Votre rapporteur considère que l'on est dans une situation où tout le monde a conscience que les règles doivent changer mais où chacun craint d'y perdre des avantages . Cette spirale de l'inertie pourrait se révéler fatale à la création française. Dans un cas comme celui-là, les pouvoirs publics ont la mission de débloquer la situation et de créer un environnement favorable à l'épanouissement des oeuvres audiovisuelles françaises.

Cette tâche prend un caractère encore plus important à l'heure où la révolution numérique risque de transformer profondément notre économie de l'audiovisuel.

3. La bataille de la distribution

Il est avéré que dans la distribution, la constitution d'un large catalogue de droits est un atout, parce que les programmes se vendent en grand nombre ou ne se vendent pas .

Or, il apparaît qu'en dépit du travail de TV France International, souvent mis en valeur par les personnes auditionnées, il est parfois plus difficile pour la distribution française d'être efficace à l'étranger parce que les détenteurs de droits sont forcément multiples.

À cet égard, l'atomisation du secteur de la production pourrait avoir un effet contre-productif sur la distribution internationale et notre capacité à exporter les programmes .

En avançant sur ce terrain, votre rapporteur considère qu'il ne prend absolument pas partie sur la nature du distributeur (indépendant, autodistribution par un producteur, dépendant d'un éditeur...) :

- il existe des avantages (préservation d'une logique de marque) et des inconvénients (risque de gel de droits, de porter préjudice à des producteurs indépendants...) à une distribution de programmes assurée par les filiales des chaînes ;

- il existe aussi des avantages (volonté de faire circuler les oeuvres) et des inconvénients (portefeuilles de droits moins larges) à ce que les producteurs soient en charge de la distribution.

La situation est ainsi clairement différente selon qu'on parle de distribution sur le marché intérieur (câble et satellite), où les filiales de distribution peuvent éventuellement être en difficulté pour vendre un programme diffusé par la chaîne, ou à l'international , où cette question ne se pose pas.

S'agissant de l'exportation à l'international, il fait le simple constat que le marché n'est probablement pas organisé de la manière la plus optimale.

Son point de vue est que ce sujet de la distribution doit être distingué de la nature dépendante ou indépendante de l'oeuvre.
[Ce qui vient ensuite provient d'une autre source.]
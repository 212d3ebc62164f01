use std::time::Duration;

use hmac::{Hmac, Mac};
use reqwest::Client;
use rust_decimal::prelude::ToPrimitive;
use rust_decimal::Decimal;
use serde::Serialize;
use sha2::Sha256;

use crate::error::AppError;

type HmacSha256 = Hmac<Sha256>;

pub const GATEWAY_LABEL: &str = "Razorpay";

#[derive(Serialize)]
struct OrderRequest<'a> {
    amount: i64,
    currency: &'a str,
    receipt: &'a str,
    payment_capture: u8,
}

/// An order as returned by the gateway; `body` is the untouched JSON response.
#[derive(Debug, Clone)]
pub struct GatewayOrder {
    pub id: String,
    pub body: serde_json::Value,
}

pub struct RazorpayClient {
    client: Client,
    orders_url: String,
    key_id: String,
    key_secret: String,
}

impl RazorpayClient {
    pub fn new(
        orders_url: String,
        key_id: String,
        key_secret: String,
        timeout: Duration,
    ) -> Result<Self, AppError> {
        let client = Client::builder()
            .timeout(timeout)
            .build()
            .map_err(|err| AppError::Internal(format!("failed to build gateway client: {err}")))?;

        Ok(Self {
            client,
            orders_url,
            key_id,
            key_secret,
        })
    }

    pub async fn create_order(
        &self,
        amount: Decimal,
        currency: &str,
        receipt: &str,
    ) -> Result<GatewayOrder, AppError> {
        let request = OrderRequest {
            amount: to_minor_units(amount)?,
            currency,
            receipt,
            payment_capture: 1,
        };

        let response = self
            .client
            .post(&self.orders_url)
            .basic_auth(&self.key_id, Some(&self.key_secret))
            .json(&request)
            .send()
            .await
            .map_err(|err| AppError::Gateway(format!("payment gateway unreachable: {err}")))?;

        let status = response.status();
        let text = response
            .text()
            .await
            .map_err(|err| AppError::Gateway(format!("failed to read gateway response: {err}")))?;

        if !status.is_success() {
            return Err(AppError::Gateway(format!(
                "failed to create gateway order: {status} {text}"
            )));
        }

        let body: serde_json::Value = serde_json::from_str(&text)
            .map_err(|err| AppError::Gateway(format!("gateway returned invalid json: {err}")))?;
        let id = body
            .get("id")
            .and_then(serde_json::Value::as_str)
            .ok_or_else(|| AppError::Gateway("gateway order has no id".to_string()))?
            .to_string();

        tracing::info!(order_id = %id, receipt, "gateway order created");
        Ok(GatewayOrder { id, body })
    }

    pub fn verify_signature(&self, order_id: &str, payment_id: &str, signature: &str) -> bool {
        signature_matches(&self.key_secret, order_id, payment_id, signature)
    }
}

/// Amount in the smallest currency unit, truncated.
pub fn to_minor_units(amount: Decimal) -> Result<i64, AppError> {
    if amount <= Decimal::ZERO {
        return Err(AppError::InvalidInput(format!(
            "amount must be positive, got {amount}"
        )));
    }

    (amount * Decimal::ONE_HUNDRED)
        .trunc()
        .to_i64()
        .ok_or_else(|| AppError::InvalidInput(format!("amount {amount} is out of range")))
}

fn signature_mac(secret: &str, order_id: &str, payment_id: &str) -> Result<HmacSha256, AppError> {
    let mut mac = HmacSha256::new_from_slice(secret.as_bytes())
        .map_err(|err| AppError::Internal(format!("invalid gateway secret: {err}")))?;
    mac.update(order_id.as_bytes());
    mac.update(b"|");
    mac.update(payment_id.as_bytes());
    Ok(mac)
}

/// Lower-case hex HMAC-SHA256 of `order_id|payment_id`.
pub fn sign(secret: &str, order_id: &str, payment_id: &str) -> Result<String, AppError> {
    let mac = signature_mac(secret, order_id, payment_id)?;
    Ok(hex::encode(mac.finalize().into_bytes()))
}

/// Compares in constant time; a signature that is not lower-case hex never matches.
pub fn signature_matches(secret: &str, order_id: &str, payment_id: &str, signature: &str) -> bool {
    let signature = signature.trim();
    if !signature
        .bytes()
        .all(|byte| matches!(byte, b'0'..=b'9' | b'a'..=b'f'))
    {
        return false;
    }
    let Ok(provided) = hex::decode(signature) else {
        return false;
    };

    match signature_mac(secret, order_id, payment_id) {
        Ok(mac) => mac.verify_slice(&provided).is_ok(),
        Err(_) => false,
    }
}

#[cfg(test)]
mod tests {
    use std::time::Duration;

    use rust_decimal::Decimal;
    use serde_json::json;
    use wiremock::matchers::{body_json, header, method, path};
    use wiremock::{Mock, MockServer, ResponseTemplate};

    use super::{sign, signature_matches, to_minor_units, RazorpayClient};
    use crate::error::AppError;

    #[test]
    fn signature_is_lower_hex_sha256() {
        let signature = sign("secret", "order_1", "pay_1").unwrap();
        assert_eq!(signature.len(), 64);
        assert!(signature.chars().all(|c| c.is_ascii_digit() || c.is_ascii_lowercase()));
        assert!(signature_matches("secret", "order_1", "pay_1", &signature));
    }

    #[test]
    fn tampered_payment_id_does_not_match() {
        let signature = sign("secret", "order_1", "pay_1").unwrap();
        assert!(!signature_matches("secret", "order_1", "pay_2", &signature));
        assert!(!signature_matches("other", "order_1", "pay_1", &signature));
    }

    #[test]
    fn non_hex_or_truncated_signature_does_not_match() {
        let signature = sign("secret", "order_1", "pay_1").unwrap();
        assert!(!signature_matches("secret", "order_1", "pay_1", "not-hex"));
        assert!(!signature_matches("secret", "order_1", "pay_1", &signature[..62]));
    }

    #[test]
    fn upper_case_signature_does_not_match() {
        let signature = sign("secret", "order_1", "pay_1").unwrap();
        let shouted = signature.to_ascii_uppercase();
        assert_ne!(shouted, signature);
        assert!(!signature_matches("secret", "order_1", "pay_1", &shouted));
    }

    #[test]
    fn minor_units_truncate() {
        assert_eq!(to_minor_units(Decimal::new(6648, 2)).unwrap(), 6648);
        assert_eq!(to_minor_units(Decimal::new(41999, 3)).unwrap(), 4199);
        assert!(matches!(
            to_minor_units(Decimal::ZERO),
            Err(AppError::InvalidInput(_))
        ));
    }

    #[tokio::test]
    async fn create_order_posts_paise_with_basic_auth() {
        let server = MockServer::start().await;
        Mock::given(method("POST"))
            .and(path("/v1/orders"))
            // base64("key:secret")
            .and(header("authorization", "Basic a2V5OnNlY3JldA=="))
            .and(body_json(json!({
                "amount": 4100,
                "currency": "INR",
                "receipt": "ride-1",
                "payment_capture": 1
            })))
            .respond_with(ResponseTemplate::new(200).set_body_json(json!({
                "id": "order_abc",
                "amount": 4100,
                "status": "created"
            })))
            .expect(1)
            .mount(&server)
            .await;

        let client = RazorpayClient::new(
            format!("{}/v1/orders", server.uri()),
            "key".to_string(),
            "secret".to_string(),
            Duration::from_secs(2),
        )
        .unwrap();

        let order = client
            .create_order(Decimal::new(4100, 2), "INR", "ride-1")
            .await
            .unwrap();

        assert_eq!(order.id, "order_abc");
        assert_eq!(order.body["status"], "created");
    }

    #[tokio::test]
    async fn gateway_rejection_is_gateway_error() {
        let server = MockServer::start().await;
        Mock::given(method("POST"))
            .respond_with(ResponseTemplate::new(401).set_body_string("bad key"))
            .mount(&server)
            .await;

        let client = RazorpayClient::new(
            format!("{}/v1/orders", server.uri()),
            "key".to_string(),
            "wrong".to_string(),
            Duration::from_secs(2),
        )
        .unwrap();

        let err = client
            .create_order(Decimal::new(100, 0), "INR", "ride-9")
            .await
            .unwrap_err();
        assert!(matches!(err, AppError::Gateway(_)));
    }
}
En revanche la distribution devrait faire l'objet d'une juste concurrence entre les filiales des chaînes et les autres distributeurs, dans les meilleurs intérêts de chacun, sous le contrôle d'un CSA qui disposerait de pouvoirs de régulation économique en la matière 31 ( * ) .


* 27 Le producteur assure la garantie de bonne fin et prend donc le risque du débordement du budget et celui de la réputation.

* 28 Les relations entre producteurs et éditeurs de services de télévision : le point de vue du Conseil, CSA, 21 février 2008.

* 29 Deux années d'application de la réglementation de 2010 relative à la contribution des éditeurs de services de télévision au développement de la production audiovisuelle , CSA, janvier 2013.

* 30 Ibid.

* 31 Selon les souhaits au demeurant récemment exprimés par M. Olivier Schrameck, président du CSA.